The result is the same as if the acid had entered the system as the inorganic salt and therefore, if the level of the "neutralized" salt builds to a sufficiently high level, it can still be detrimental, but obviously much less so than the equivalent HSAS. Depending upon the relative rates of incursion and amine loss from the system it may well turn out that the equilibrium inorganic salt level in the system is acceptable and no further remedial action is required, other than regular solution monitoring and the addition of strong base as necessary. However, if the equilibrium level is high, action is required to control the level salts. Two basic options are available: "purge and makeup", with the purged amine being either reclaimed off-site or disposed of, or amine reclamation such as electrodialysis.

Control of Heat Stable Amine Salt (HSAS) anions is an ongoing issue with amine plants that have low inventory losses. To avoid any confusion we define HSAS content of the amine solution as the amount of amine that is needed to neutralize the non-heat regenerable acids present in the amine solution. When stronger bases, e.g. NaOH, are added to the amine solution, the amount of amine required to neutralize the non-heat regenerable acids is reduced.

The concept of neutralizing an amine solution with a strong base has been practiced for over 25 years. Neutralization provides several benefits. First the percentage of amine available in the solution for acid gas removal is increased since the non-heat regenerable acid content has been neutralized by another base. A second benefit is the risk of corrosion does not increase as the level of most of the usually encountered anions increases; an exception is chloride. Third, the amount of contaminant lost per unit volume of solution by natural routes, liquid loss, increases. Occasionally this equals the rate of ingress/formation and no further remedial action other than addition of strong base is required.

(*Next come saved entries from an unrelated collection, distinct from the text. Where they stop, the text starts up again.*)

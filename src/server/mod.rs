// HTTP server
// Serves the chat page and the streaming chat route

pub mod stream;

#[cfg(test)]
mod tests;

use std::sync::Arc;
use std::time::Duration;

use anyhow::Context;
use axum::body::Bytes;
use axum::extract::State;
use axum::http::StatusCode;
use axum::response::{Html, IntoResponse, Response};
use axum::routing::{get, post};
use axum::{Json, Router};
use serde_json::json;
use tokio::net::TcpListener;
use tokio::time::Instant;
use tower_http::trace::TraceLayer;
use tracing::{debug, error, info};

use crate::RagError;
use crate::chat::{ChatError, ChatRequest, ChatService};
use crate::config::Config;

pub use stream::data_stream_response;

const INDEX_HTML: &str = include_str!("../../static/index.html");

/// Shared, read-only state handed to every request
pub struct AppState {
    pub config: Config,
    pub chat: ChatService,
}

impl AppState {
    #[inline]
    pub fn new(config: Config, chat: ChatService) -> Self {
        Self { config, chat }
    }

    /// Ceiling on the whole chat request, streaming included
    #[inline]
    pub fn max_duration(&self) -> Duration {
        Duration::from_secs(self.config.server.max_duration_seconds)
    }
}

impl IntoResponse for ChatError {
    #[inline]
    fn into_response(self) -> Response {
        let status = match self {
            Self::InvalidQuestion => StatusCode::BAD_REQUEST,
            Self::EmbeddingUnavailable | Self::Internal(_) => StatusCode::INTERNAL_SERVER_ERROR,
        };
        (status, Json(json!({ "error": self.to_string() }))).into_response()
    }
}

#[inline]
pub fn router(state: Arc<AppState>) -> Router {
    Router::new()
        .route("/", get(index))
        .route("/health", get(health))
        .route("/api/chat", post(chat))
        .layer(TraceLayer::new_for_http())
        .with_state(state)
}

/// Bind the configured address and serve until the process is stopped
#[inline]
pub async fn serve(state: Arc<AppState>) -> anyhow::Result<()> {
    let bind_addr = format!(
        "{}:{}",
        state.config.server.host, state.config.server.port
    );
    let listener = TcpListener::bind(&bind_addr)
        .await
        .with_context(|| format!("Failed to bind to {}", bind_addr))?;
    let addr = listener.local_addr()?;

    info!("Chat server listening on http://{}", addr);
    println!("Open http://{} to chat", addr);

    axum::serve(listener, router(state))
        .await
        .context("Server error")?;
    Ok(())
}

async fn index() -> Html<&'static str> {
    Html(INDEX_HTML)
}

async fn health() -> impl IntoResponse {
    Json(json!({ "status": "ok" }))
}

async fn chat(State(state): State<Arc<AppState>>, body: Bytes) -> Result<Response, ChatError> {
    let max_duration = state.max_duration();
    let deadline = Instant::now() + max_duration;

    let request = ChatRequest::parse(&body)?;
    debug!(
        "Chat request with {} messages, question of {} characters",
        request.messages.len(),
        request.question.chars().count()
    );

    let tokens = tokio::time::timeout_at(deadline, state.chat.answer(&request))
        .await
        .map_err(|_| {
            error!(
                "Chat request produced no response within {}s",
                max_duration.as_secs()
            );
            ChatError::Internal(RagError::Completion(format!(
                "no response within {}s",
                max_duration.as_secs()
            )))
        })??;

    Ok(data_stream_response(tokens, deadline))
}
use anyhow::{Context, Result};
use std::sync::Arc;
use tracing::{info, warn};
use url::Url;

use crate::chat::ChatService;
use crate::completion::OpenAiChat;
use crate::config::settings::parse_source_url;
use crate::config::{Config, Secrets, StoreBackend, get_config_dir, init_config, show_config};
use crate::crawler::page_loader;
use crate::database::{
    AstraStore, MemoryStore, SimilarityMetric, VectorOptions, VectorStore, provision_collection,
};
use crate::embeddings::{Embedder, OpenAiEmbedder};
use crate::indexer::{Indexer, IngestReport};
use crate::server::{AppState, serve};

/// The service clients both the chat route and the ingestion pipeline talk to
pub struct Services {
    pub embedder: Arc<dyn Embedder>,
    pub store: Arc<dyn VectorStore>,
}

impl Services {
    /// Build the embedding client and the configured vector store backend
    #[inline]
    pub fn connect(config: &Config, secrets: &Secrets) -> Result<Self> {
        let embedder = OpenAiEmbedder::new(&config.openai, &secrets.openai_api_key)
            .context("Failed to create embedding client")?;

        let store: Arc<dyn VectorStore> = match config.vector_store.backend {
            StoreBackend::Astra => Arc::new(
                AstraStore::new(secrets).context("Failed to create vector store client")?,
            ),
            StoreBackend::Memory => {
                warn!("Using the in-memory vector store; nothing survives a restart");
                Arc::new(MemoryStore::new())
            }
        };

        Ok(Self {
            embedder: Arc::new(embedder),
            store,
        })
    }
}

/// Show the effective configuration, or write a default config file
#[inline]
pub fn configure(show: bool) -> Result<()> {
    let config_dir = get_config_dir()?;

    if show {
        let config = Config::load(&config_dir).context("Failed to load configuration")?;
        show_config(&config, &Secrets::from_env());
        return Ok(());
    }

    if init_config(&config_dir)? {
        println!(
            "Wrote default configuration to {}",
            config_dir.join("config.toml").display()
        );
    } else {
        println!(
            "Configuration already exists at {}",
            config_dir.join("config.toml").display()
        );
    }
    println!("Use 'f1-rag config --show' to review it.");
    Ok(())
}

/// Source URLs for an ingestion run: the ones given, else the configured ones
#[inline]
pub fn resolve_sources(config: &Config, urls: &[String]) -> Result<Vec<Url>> {
    if urls.is_empty() {
        return Ok(config.ingest.source_urls()?);
    }
    urls.iter()
        .map(|url| parse_source_url(url).map_err(anyhow::Error::from))
        .collect()
}

/// Provision the collection and ingest `urls` into it
#[inline]
pub async fn run_ingestion(
    config: &Config,
    secrets: &Secrets,
    services: &Services,
    metric: SimilarityMetric,
    urls: &[Url],
) -> Result<IngestReport> {
    let loader = page_loader(&config.browser).context("Failed to create page loader")?;
    let indexer = Indexer::new(
        Arc::from(loader),
        Arc::clone(&services.embedder),
        Arc::clone(&services.store),
        secrets.collection.as_str(),
        &config.chunking,
    )?
    .with_concurrency(config.ingest.concurrency);

    let provisioned = indexer.provision(metric).await?;
    if provisioned.created {
        println!("Created collection '{}' ({})", secrets.collection, metric);
    } else {
        println!("Using existing collection '{}'", secrets.collection);
    }

    let report = indexer
        .ingest(urls)
        .await
        .context("Ingestion run aborted")?;
    Ok(report)
}

/// `f1-rag ingest`
#[inline]
pub async fn ingest(
    config: &Config,
    secrets: &Secrets,
    metric: Option<SimilarityMetric>,
    urls: &[String],
) -> Result<()> {
    let urls = resolve_sources(config, urls)?;
    let metric = metric.unwrap_or(config.vector_store.metric);
    let services = Services::connect(config, secrets)?;

    info!("Ingesting {} pages into '{}'", urls.len(), secrets.collection);
    let report = run_ingestion(config, secrets, &services, metric, &urls).await?;

    println!("Ingestion completed!");
    println!("  Pages: {}", report.pages);
    println!("  Chunks inserted: {}", report.chunks);
    Ok(())
}

/// Give an unseeded in-memory store the empty collection the chat route queries.
///
/// A remote store keeps whatever `ingest` provisioned.
#[inline]
pub async fn prepare_store(config: &Config, secrets: &Secrets, services: &Services) -> Result<()> {
    if config.vector_store.backend != StoreBackend::Memory {
        return Ok(());
    }

    let options = VectorOptions {
        dimension: services.embedder.dimension(),
        metric: config.vector_store.metric,
    };
    let provisioned = provision_collection(services.store.as_ref(), &secrets.collection, options)
        .await
        .context("Failed to provision the in-memory collection")?;
    if provisioned.created {
        warn!(
            "Serving from an empty in-memory collection '{}'; answers will have no context",
            secrets.collection
        );
    }
    Ok(())
}

/// `f1-rag serve`
#[inline]
pub async fn serve_chat(config: Config, secrets: &Secrets, seed: bool) -> Result<()> {
    let services = Services::connect(&config, secrets)?;

    if seed {
        let urls = config.ingest.source_urls()?;
        let report = run_ingestion(
            &config,
            secrets,
            &services,
            config.vector_store.metric,
            &urls,
        )
        .await?;
        info!(
            "Seeded '{}' with {} chunks before serving",
            secrets.collection, report.chunks
        );
    } else {
        prepare_store(&config, secrets, &services).await?;
    }

    let model = OpenAiChat::new(&config.openai, &secrets.openai_api_key)
        .context("Failed to create completion client")?;
    let chat = ChatService::new(
        services.embedder,
        services.store,
        Arc::new(model),
        secrets.collection.as_str(),
        config.vector_store.top_k,
    );

    serve(Arc::new(AppState::new(config, chat))).await
}
// Embeddings module
// Text splitting for ingestion and the embedding service client

pub mod chunking;
pub mod openai;

use async_trait::async_trait;

use crate::Result;

pub use chunking::{ChunkingConfig, RecursiveSplitter, split_text};
pub use openai::OpenAiEmbedder;

/// Turns text into a vector
#[async_trait]
pub trait Embedder: Send + Sync {
    /// Embed `text`.
    ///
    /// `Ok(None)` means the service answered but the answer held no usable
    /// vector (missing, empty or of the wrong length). Transport failures and
    /// rejected requests are errors.
    async fn embed(&self, text: &str) -> Result<Option<Vec<f32>>>;

    /// Length of the vectors this embedder produces
    fn dimension(&self) -> usize;
}
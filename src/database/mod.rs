// Vector store module
// A trait over the collection operations plus the Astra Data API and in-memory backends

pub mod astra;
pub mod memory;


use std::fmt;
use std::str::FromStr;

use async_trait::async_trait;
use serde::{Deserialize, Serialize};
use tracing::{debug, info};

use crate::Result;

pub use astra::AstraStore;
pub use memory::MemoryStore;

/// Similarity function a collection ranks vectors with, fixed at creation
#[derive(Debug, Clone, Copy, Default, Serialize, Deserialize, PartialEq, Eq, Hash)]
#[serde(rename_all = "snake_case")]
pub enum SimilarityMetric {
    Cosine,
    Euclidean,
    #[default]
    DotProduct,
}

impl SimilarityMetric {
    #[inline]
    pub fn as_str(self) -> &'static str {
        match self {
            Self::Cosine => "cosine",
            Self::Euclidean => "euclidean",
            Self::DotProduct => "dot_product",
        }
    }
}

impl fmt::Display for SimilarityMetric {
    #[inline]
    fn fmt(&self, f: &mut fmt::Formatter<'_>) -> fmt::Result {
        f.write_str(self.as_str())
    }
}

impl FromStr for SimilarityMetric {
    type Err = String;

    #[inline]
    fn from_str(s: &str) -> std::result::Result<Self, Self::Err> {
        match s {
            "cosine" => Ok(Self::Cosine),
            "euclidean" => Ok(Self::Euclidean),
            "dot_product" => Ok(Self::DotProduct),
            other => Err(format!(
                "unknown similarity metric '{other}' (expected cosine, euclidean or dot_product)"
            )),
        }
    }
}

/// Vector options of a collection
#[derive(Debug, Clone, Copy, Serialize, Deserialize, PartialEq, Eq)]
pub struct VectorOptions {
    pub dimension: usize,
    pub metric: SimilarityMetric,
}

/// A collection as reported by the store
#[derive(Debug, Clone, PartialEq, Eq)]
pub struct CollectionInfo {
    pub name: String,
    /// `None` for collections created without vector support
    pub vector: Option<VectorOptions>,
}

/// A chunk ready to be inserted
#[derive(Debug, Clone, PartialEq)]
pub struct NewChunk {
    pub text: String,
    pub vector: Vec<f32>,
}

/// A chunk returned by a similarity query
#[derive(Debug, Clone, PartialEq)]
pub struct ChunkMatch {
    pub id: String,
    pub text: String,
    pub similarity: Option<f32>,
}

/// Operations the ingestion pipeline and the chat route need from a vector store
#[async_trait]
pub trait VectorStore: Send + Sync {
    async fn list_collections(&self) -> Result<Vec<CollectionInfo>>;

    async fn create_collection(&self, name: &str, options: VectorOptions) -> Result<()>;

    /// Insert one chunk and return the id the store assigned to it
    async fn insert_chunk(&self, collection: &str, chunk: NewChunk) -> Result<String>;

    /// The `limit` chunks nearest to `vector`, best match first
    async fn find_similar(
        &self,
        collection: &str,
        vector: &[f32],
        limit: usize,
    ) -> Result<Vec<ChunkMatch>>;
}

/// Outcome of [`provision_collection`]
#[derive(Debug, Clone, PartialEq, Eq)]
pub struct Provisioned {
    pub info: CollectionInfo,
    pub created: bool,
}

/// Create `name` with `options` unless a collection with that name exists.
///
/// An existing collection is returned as reported by the store, even when its
/// options differ from the requested ones.
#[inline]
pub async fn provision_collection(
    store: &dyn VectorStore,
    name: &str,
    options: VectorOptions,
) -> Result<Provisioned> {
    let collections = store.list_collections().await?;
    debug!("Store reports {} collections", collections.len());

    if let Some(existing) = collections.into_iter().find(|c| c.name == name) {
        info!("Collection '{}' already exists", name);
        return Ok(Provisioned {
            info: existing,
            created: false,
        });
    }

    store.create_collection(name, options).await?;
    info!(
        "Collection '{}' created ({} dimensions, {})",
        name, options.dimension, options.metric
    );

    Ok(Provisioned {
        info: CollectionInfo {
            name: name.to_string(),
            vector: Some(options),
        },
        created: true,
    })
}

Many of the reported problems with neutralization, stress cracked flow lines, flow lines plugged, were most likely due to how the concept was put into practice rather than the concept itself. Proper design of the neutralizing process is essential as it is more difficult than “just adding a shovel full or two of flake sodium hydroxide to the sump”. Briefly, slow addition of suitably dilute base to a flowing stream with good mixing is all that is needed. Most plants can implement a neutralization program at minimal cost with a minimum amount of engineering provided by either plant or vendor personnel.

Additonal neutralization can take place when the ElectroSep™ unit is on site. In this case base is added to the amine bleed stream that is fed to the ElectroSep™ unit, which is equipped with a caustic metering pump and in line mixer for this purpose.